In silico Interaction of Rhamnus’ Flavonoids With Fat Mass And Obesity Associated Protein

Abstract

The anti-obesity potential of various plant extracts and their associated bioactive compounds is well known. Molecular docking studies of FTO with flavonoids, using Orlistat (an anti-obesity drug) as a control, were performed to identify the effects of Rhamnus’ flavonoids with FTO (Obesity and obesity associated protein). Prior to molecular docking simulation, Rhamnus flavanoids were analysed using AutoDockTools (version 1.5.6). Docking simulations of the interaction of Rhamnus flavanoids with FTO were performed using AutoDock Vina version 1.1.2. Their binding affinities were obtained. BIOVIA Discovery Studio software was used to visualise the interaction between receptor and ligand. Our study approved the binding ability to FTO protein, and the affinity was as Aloe Emodin Dimer>Emodin>6-Methoxysorigenin. As a results, Rhamnus flavonoids have the remarkable ability to FTO protein, which means they are potent molecules as a potent FTO-inhibitor.
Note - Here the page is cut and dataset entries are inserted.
mod app;
mod color;
mod config;
mod data;
mod state;
mod ui;

use app::TariffDashboardApp;
use config::AppConfig;
use eframe::egui;
use state::AppState;

fn main() -> eframe::Result {
    env_logger::init();

    let state = AppState::from_config(AppConfig::load());

    let options = eframe::NativeOptions {
        viewport: egui::ViewportBuilder::default()
            .with_inner_size([1400.0, 900.0])
            .with_min_inner_size([800.0, 500.0]),
        ..Default::default()
    };

    eframe::run_native(
        "Tariff Dashboard",
        options,
        Box::new(move |_cc| Ok(Box::new(TariffDashboardApp::new(state)))),
    )
}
Interestingly, Orlistat has lower affinity than Aloe-emodin dimer (-8.7 vs -10.8), which means aloe-emodin dimer more potent to bound the active site. In contrast, two other Rhamnnus flavonoids were shown lower binding affinity when compared to Orlistat.In conclution, Rhmanus phytomolecules able to bind to the catalytic site of FTO as well as “Orlistat” has been demonstrated by molecular docking. Thus, Rhamnus flavonoids especially “Aloe-emodin dimer” is a potent molecule to develop “anti-obesity drug”.